Work order
Nothing but the lines from the one containing "crate recycles those" through the end of the data below may appear in the response, each one exact.

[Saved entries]
****

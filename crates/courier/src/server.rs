//! `CourierNode` builder and receive loop.
//!
//! This is the entry point for running a Courier node. It ties together
//! all the layers: transport → delivery → dispatcher → interpreters.

use std::future::Future;
use std::net::SocketAddr;
use std::sync::Arc;
use std::time::Duration;

use courier_delivery::{BusDriver, DeliveryConfig, MessageBus};
use courier_pool::MessagePool;
use courier_protocol::{Codec, JsonCodec};
use courier_transport::{Transport, TransportError, UdpTransport};

use crate::handler::{DedupeWindow, handle_datagram};
use crate::registry::MemberRepository;
use crate::{CourierError, Dispatcher, Interpreter, NodeContext};

/// Receipts remembered per sender for duplicate suppression.
pub const DEFAULT_DEDUPE_WINDOW: usize = 256;

/// Senders tracked at once for duplicate suppression.
pub const DEFAULT_DEDUPE_PEERS: usize = 4096;

/// First pause after a failed receive; doubles up to [`MAX_RECV_BACKOFF`].
const MIN_RECV_BACKOFF: Duration = Duration::from_millis(10);
const MAX_RECV_BACKOFF: Duration = Duration::from_secs(1);

/// Shared node state passed to each interpretation task.
pub(crate) struct NodeState<R: MemberRepository, C: Codec> {
    pub(crate) transport: Arc<UdpTransport>,
    pub(crate) context: Arc<NodeContext<R, C>>,
    pub(crate) dispatcher: Dispatcher<NodeContext<R, C>, C>,
    pub(crate) codec: C,
    pub(crate) seen: DedupeWindow,
}

/// Builder for configuring and starting a Courier node.
///
/// # Example
///
/// ```rust,ignore
/// use courier::prelude::*;
///
/// let node = CourierNode::builder()
///     .bind("0.0.0.0:15940")
///     .delivery_config(DeliveryConfig::default())
///     .build(members)
///     .await?;
/// ```
pub struct CourierNodeBuilder {
    bind_addr: String,
    delivery: DeliveryConfig,
    dedupe_window: usize,
    dedupe_peers: usize,
}

impl CourierNodeBuilder {
    /// Creates a new builder with default settings.
    pub fn new() -> Self {
        Self {
            bind_addr: "127.0.0.1:15940".to_string(),
            delivery: DeliveryConfig::default(),
            dedupe_window: DEFAULT_DEDUPE_WINDOW,
            dedupe_peers: DEFAULT_DEDUPE_PEERS,
        }
    }

    /// Sets the UDP address to bind to.
    pub fn bind(mut self, addr: &str) -> Self {
        self.bind_addr = addr.to_string();
        self
    }

    /// Sets the retry timing and budget of the delivery engine.
    pub fn delivery_config(mut self, config: DeliveryConfig) -> Self {
        self.delivery = config;
        self
    }

    /// Sets how many recent receipts are remembered per sender.
    /// `0` disables duplicate suppression.
    pub fn dedupe_window(mut self, receipts: usize) -> Self {
        self.dedupe_window = receipts;
        self
    }

    /// Sets how many senders are tracked at once. Beyond that, the
    /// sender heard from least recently is forgotten.
    pub fn dedupe_peers(mut self, peers: usize) -> Self {
        self.dedupe_peers = peers;
        self
    }

    /// Binds the socket and assembles the node around `members`.
    ///
    /// Uses `JsonCodec` and `UdpTransport`.
    pub async fn build<R: MemberRepository>(
        self,
        members: R,
    ) -> Result<CourierNode<R, JsonCodec>, CourierError> {
        let transport = Arc::new(UdpTransport::bind(&self.bind_addr).await?);
        let (bus, driver) = MessageBus::new(Arc::clone(&transport), JsonCodec, self.delivery);
        let context = Arc::new(NodeContext::new(members, bus, MessagePool::new()));

        Ok(CourierNode {
            transport,
            context,
            dispatcher: Dispatcher::new(JsonCodec),
            driver,
            codec: JsonCodec,
            dedupe_window: self.dedupe_window,
            dedupe_peers: self.dedupe_peers,
        })
    }
}

impl Default for CourierNodeBuilder {
    fn default() -> Self {
        Self::new()
    }
}

/// A Courier node: one UDP socket, one delivery engine, a set of
/// interpreters.
///
/// Register interpreters, then call [`run()`](Self::run) or
/// [`run_until()`](Self::run_until).
pub struct CourierNode<R: MemberRepository, C: Codec> {
    transport: Arc<UdpTransport>,
    context: Arc<NodeContext<R, C>>,
    dispatcher: Dispatcher<NodeContext<R, C>, C>,
    driver: BusDriver<UdpTransport, C>,
    codec: C,
    dedupe_window: usize,
    dedupe_peers: usize,
}

impl CourierNode<crate::registry::InMemoryMembers, JsonCodec> {
    /// Creates a new builder.
    pub fn builder() -> CourierNodeBuilder {
        CourierNodeBuilder::new()
    }
}

impl<R, C> CourierNode<R, C>
where
    R: MemberRepository,
    C: Codec + Clone,
{
    /// Adds an interpreter for its message kind.
    pub fn register<I: Interpreter<NodeContext<R, C>>>(&mut self, interpreter: I) {
        self.dispatcher.register(interpreter);
    }

    /// Returns the local address the node is bound to.
    pub fn local_addr(&self) -> Result<SocketAddr, CourierError> {
        Ok(self.transport.local_addr()?)
    }

    /// The context interpreters run with. Clone the `Arc` to send
    /// messages from outside an interpreter.
    pub fn context(&self) -> &Arc<NodeContext<R, C>> {
        &self.context
    }

    /// Runs the delivery engine and the receive loop until the transport
    /// shuts down.
    ///
    /// Each reliable frame is acknowledged, checked against the sender's
    /// recent receipts, and interpreted on its own task.
    pub async fn run(self) -> Result<(), CourierError> {
        self.run_until(std::future::pending()).await
    }

    /// Like [`run()`](Self::run), but also stops once `shutdown`
    /// resolves.
    ///
    /// Stopping drops the node's handles on the delivery engine; pending
    /// sends complete as cancelled once every other handle is gone.
    pub async fn run_until(
        self,
        shutdown: impl Future<Output = ()> + Send,
    ) -> Result<(), CourierError> {
        let CourierNode {
            transport,
            context,
            dispatcher,
            driver,
            codec,
            dedupe_window,
            dedupe_peers,
        } = self;

        tokio::spawn(driver.run());
        let state = Arc::new(NodeState {
            transport,
            context,
            dispatcher,
            codec,
            seen: DedupeWindow::new(dedupe_window, dedupe_peers),
        });
        tracing::info!(addr = ?state.transport.local_addr().ok(), "Courier node running");

        tokio::pin!(shutdown);
        let mut backoff = MIN_RECV_BACKOFF;
        loop {
            let received = tokio::select! {
                _ = &mut shutdown => {
                    tracing::info!("shutdown requested, node stopping");
                    return Ok(());
                }
                received = state.transport.recv_from() => received,
            };
            match received {
                Ok((data, from)) => {
                    backoff = MIN_RECV_BACKOFF;
                    handle_datagram(&state, data, from).await;
                }
                Err(TransportError::Shutdown) => {
                    tracing::info!("transport shut down, node stopping");
                    return Ok(());
                }
                Err(e) => {
                    tracing::warn!(error = %e, retry_in = ?backoff, "receive failed");
                    tokio::select! {
                        _ = &mut shutdown => {
                            tracing::info!("shutdown requested, node stopping");
                            return Ok(());
                        }
                        _ = tokio::time::sleep(backoff) => {}
                    }
                    backoff = next_backoff(backoff);
                }
            }
        }
    }
}

fn next_backoff(current: Duration) -> Duration {
    (current * 2).min(MAX_RECV_BACKOFF)
}
//! Message pooling for Courier.
//!
//! Reliable messaging allocates a message for every send and keeps it
//! alive until the peer acknowledges it. This crate recycles those
//! allocations:
//!
//! 1. **Acquire**: [`MessagePool::acquire`] pops an idle instance of the
//!    requested type, or builds a new one when the queue is empty. It
//!    never waits.
//! 2. **Fill**: the caller owns the returned [`Draft`] exclusively and
//!    mutates the payload through `DerefMut`.
//! 3. **Seal**: [`Draft::seal`] hands the message to the delivery engine
//!    as a shared, read-only [`Sealed`].
//! 4. **Release**: every holder calls [`Sealed::release`] when it lets
//!    go. Only the last holder, and only once delivery is
//!    [`Complete`](courier_protocol::Phase::Complete), puts the instance
//!    back in the idle queue.
//!
//! # Concurrency
//!
//! Per-type queues are lock-free (`crossbeam::queue::SegQueue`) and the
//! type registry is a sharded `DashMap`, so producers, send tasks, and ack
//! handlers never serialize on one lock.

mod error;
mod handle;
mod pool;

pub use error::PoolError;
pub use handle::{Draft, Sealed};
pub use pool::{MessagePool, PoolStats};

****

Worked solution
//! alive until the peer acknowledges it. This crate recycles those
//! allocations:
//!
//! 1. **Acquire**: [`MessagePool::acquire`] pops an idle instance of the
//!    requested type, or builds a new one when the queue is empty. It
//!    never waits.
//! 2. **Fill**: the caller owns the returned [`Draft`] exclusively and
//!    mutates the payload through `DerefMut`.
//! 3. **Seal**: [`Draft::seal`] hands the message to the delivery engine
//!    as a shared, read-only [`Sealed`].
//! 4. **Release**: every holder calls [`Sealed::release`] when it lets
//!    go. Only the last holder, and only once delivery is
//!    [`Complete`](courier_protocol::Phase::Complete), puts the instance
//!    back in the idle queue.
//!
//! # Concurrency
//!
//! Per-type queues are lock-free (`crossbeam::queue::SegQueue`) and the
//! type registry is a sharded `DashMap`, so producers, send tasks, and ack
//! handlers never serialize on one lock.

mod error;
mod handle;
mod pool;

pub use error::PoolError;
pub use handle::{Draft, Sealed};
pub use pool::{MessagePool, PoolStats};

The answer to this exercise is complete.